Conversa entre casais
A maioria dos casais não se aposenta ao mesmo tempo. Um estudo da RAND Corp. de 2017 revelou um padrão mais fluido, que geralmente envolve aposentadoria em fases, empregos de curto prazo e períodos de não-emprego e retorno ao trabalho. Para a maioria dos casais, existe uma fase “discordante”, quando um dos cônjuges trabalha mais do que o outro, disse Katherine Carman, economista da RAND e principal autora do estudo.
Esse padrão beneficia os casais do ponto de vista financeiro.
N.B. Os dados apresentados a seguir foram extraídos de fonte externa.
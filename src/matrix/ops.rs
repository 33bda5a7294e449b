use std::{
    cmp::Ordering,
    ops::{
        Add, AddAssign, Div, DivAssign, Index, IndexMut, Mul, MulAssign, Neg, Sub, SubAssign,
    },
};

use approx::{AbsDiffEq, RelativeEq, UlpsEq};

use crate::{traits::Number, Matrix, Vector};

impl<T, const C: usize, const R: usize> Index<(usize, usize)> for Matrix<T, C, R> {
    type Output = T;

    #[inline]
    fn index(&self, (col, row): (usize, usize)) -> &Self::Output {
        &self.0[col][row]
    }
}

impl<T, const C: usize, const R: usize> IndexMut<(usize, usize)> for Matrix<T, C, R> {
    #[inline]
    fn index_mut(&mut self, (col, row): (usize, usize)) -> &mut Self::Output {
        &mut self.0[col][row]
    }
}

impl<T, const C: usize, const R: usize> Index<usize> for Matrix<T, C, R> {
    type Output = Vector<T, R>;

    #[inline]
    fn index(&self, col: usize) -> &Self::Output {
        &self.0[col]
    }
}

impl<T, const C: usize, const R: usize> IndexMut<usize> for Matrix<T, C, R> {
    #[inline]
    fn index_mut(&mut self, col: usize) -> &mut Self::Output {
        &mut self.0[col]
    }
}

// More general `PartialEq` impl than what the derive generates.
impl<T, U, const C: usize, const R: usize> PartialEq<Matrix<U, C, R>> for Matrix<T, C, R>
where
    T: PartialEq<U>,
{
    fn eq(&self, other: &Matrix<U, C, R>) -> bool {
        self.0.iter().zip(&other.0).all(|(a, b)| a == b)
    }
}

impl<T, const C: usize, const R: usize> Eq for Matrix<T, C, R> where T: Eq {}

/// Lexicographic ordering in column-major order.
impl<T, const C: usize, const R: usize> PartialOrd for Matrix<T, C, R>
where
    T: PartialOrd,
{
    fn partial_cmp(&self, other: &Self) -> Option<Ordering> {
        self.0.partial_cmp(&other.0)
    }
}

/// Compares the matrices column by column.
impl<T, const C: usize, const R: usize> AbsDiffEq for Matrix<T, C, R>
where
    T: AbsDiffEq,
    T::Epsilon: Clone,
{
    type Epsilon = T::Epsilon;

    fn default_epsilon() -> Self::Epsilon {
        T::default_epsilon()
    }

    fn abs_diff_eq(&self, other: &Self, epsilon: Self::Epsilon) -> bool {
        AbsDiffEq::abs_diff_eq(&self.0[..], &other.0[..], epsilon)
    }
}

impl<T, const C: usize, const R: usize> RelativeEq for Matrix<T, C, R>
where
    T: RelativeEq,
    T::Epsilon: Clone,
{
    fn default_max_relative() -> Self::Epsilon {
        T::default_max_relative()
    }

    fn relative_eq(
        &self,
        other: &Self,
        epsilon: Self::Epsilon,
        max_relative: Self::Epsilon,
    ) -> bool {
        RelativeEq::relative_eq(&self.0[..], &other.0[..], epsilon, max_relative)
    }
}

impl<T, const C: usize, const R: usize> UlpsEq for Matrix<T, C, R>
where
    T: UlpsEq,
    T::Epsilon: Clone,
{
    fn default_max_ulps() -> u32 {
        T::default_max_ulps()
    }

    fn ulps_eq(&self, other: &Self, epsilon: Self::Epsilon, max_ulps: u32) -> bool {
        UlpsEq::ulps_eq(&self.0[..], &other.0[..], epsilon, max_ulps)
    }
}

impl<T, const C: usize, const R: usize> Neg for Matrix<T, C, R>
where
    T: Neg<Output = T>,
{
    type Output = Self;

    fn neg(self) -> Self::Output {
        self.map(|elem| -elem)
    }
}

/// Element-wise operators. Matrices only support addition and subtraction element by element,
/// but every operator can take a scalar.
macro_rules! elementwise {
    ($op:ident :: $f:ident, $assign:ident :: $assign_f:ident) => {
        impl<T, const C: usize, const R: usize> $assign for Matrix<T, C, R>
        where
            T: $assign + Copy,
        {
            fn $assign_f(&mut self, rhs: Self) {
                for (l, r) in self.0.iter_mut().zip(rhs.0) {
                    l.$assign_f(r);
                }
            }
        }

        impl<T, const C: usize, const R: usize> $op for Matrix<T, C, R>
        where
            T: $assign + Copy,
        {
            type Output = Self;

            fn $f(mut self, rhs: Self) -> Self::Output {
                self.$assign_f(rhs);
                self
            }
        }
    };
}

elementwise!(Add::add, AddAssign::add_assign);
elementwise!(Sub::sub, SubAssign::sub_assign);

macro_rules! scalar {
    ($op:ident :: $f:ident, $assign:ident :: $assign_f:ident) => {
        impl<T, const C: usize, const R: usize> $assign<T> for Matrix<T, C, R>
        where
            T: $assign + Copy,
        {
            fn $assign_f(&mut self, rhs: T) {
                for column in &mut self.0 {
                    column.$assign_f(rhs);
                }
            }
        }

        impl<T, const C: usize, const R: usize> $op<T> for Matrix<T, C, R>
        where
            T: $assign + Copy,
        {
            type Output = Self;

            fn $f(mut self, rhs: T) -> Self::Output {
                self.$assign_f(rhs);
                self
            }
        }
    };
}

scalar!(Add::add, AddAssign::add_assign);
scalar!(Sub::sub, SubAssign::sub_assign);
scalar!(Mul::mul, MulAssign::mul_assign);
scalar!(Div::div, DivAssign::div_assign);

/// Matrix * Column Vector.
impl<T, const C: usize, const R: usize> Mul<Vector<T, C>> for Matrix<T, C, R>
where
    T: Number,
{
    type Output = Vector<T, R>;

    fn mul(self, rhs: Vector<T, C>) -> Self::Output {
        Vector::from_fn(|row| (0..C).fold(T::ZERO, |acc, col| acc + self[(col, row)] * rhs[col]))
    }
}

/// Matrix * Matrix.
///
/// An `N`-column matrix can be multiplied with any matrix that has `N` rows.
impl<T, const N: usize, const M: usize, const P: usize> Mul<Matrix<T, P, N>> for Matrix<T, N, M>
where
    T: Number,
{
    type Output = Matrix<T, P, M>;

    fn mul(self, rhs: Matrix<T, P, N>) -> Self::Output {
        Matrix::from_fn(|col, row| {
            (0..N).fold(T::ZERO, |acc, k| acc + self[(k, row)] * rhs[(col, k)])
        })
    }
}

/// Multiplies `self` with a square matrix from the right.
impl<T, const C: usize, const R: usize> MulAssign<Matrix<T, C, C>> for Matrix<T, C, R>
where
    T: Number,
{
    fn mul_assign(&mut self, rhs: Matrix<T, C, C>) {
        *self = *self * rhs;
    }
}

macro_rules! scalar_lhs {
    ($($types:ty),+) => {
        $(
            /// Scalar-Matrix multiplication (scaling).
            impl<const C: usize, const R: usize> Mul<Matrix<$types, C, R>> for $types {
                type Output = Matrix<$types, C, R>;

                #[inline]
                fn mul(self, rhs: Matrix<$types, C, R>) -> Self::Output {
                    rhs * self
                }
            }
        )+
    };
}
scalar_lhs!(u8, u16, u32, u64, usize, i8, i16, i32, i64, isize, f32, f64);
Os salários contínuos de um dos cônjuges podem estabilizar as finanças domésticas e permitir que ambos fiquem com um seguro de saúde subsidiado pelo empregador, o que é especialmente útil para pessoas que ainda não são elegíveis para o Medicare.
A covid-19 provavelmente mudará esses padrões, pensa Carman, já que a decisão de retornar ao local de trabalho pode trazer o risco de infecção não apenas para o trabalhador, mas também para o cônjuge.
“Para muitas pessoas, parte da identidade pessoal é quem você é quando sai para o trabalho”, disse Carman. “E, quando chegamos em casa, começamos a mudar a forma como pensamos sobre nós mesmos, mesmo se ainda estamos trabalhando”.
“Essas decisões podem se dar de várias maneiras”, acrescentou, “mas acho que isso levará as pessoas a reconsiderar seus planos de aposentadoria”.
Mintzer, que escreveu extensivamente sobre como os casais se aproximam da aposentadoria, já está ouvindo conversas sobre esses assuntos entre os casais que aconselha. “Ainda é cedo, em termos da nova realidade que está se instalando”, disse ela, “mas estou vendo que é uma coisa que está se infiltrando agora”.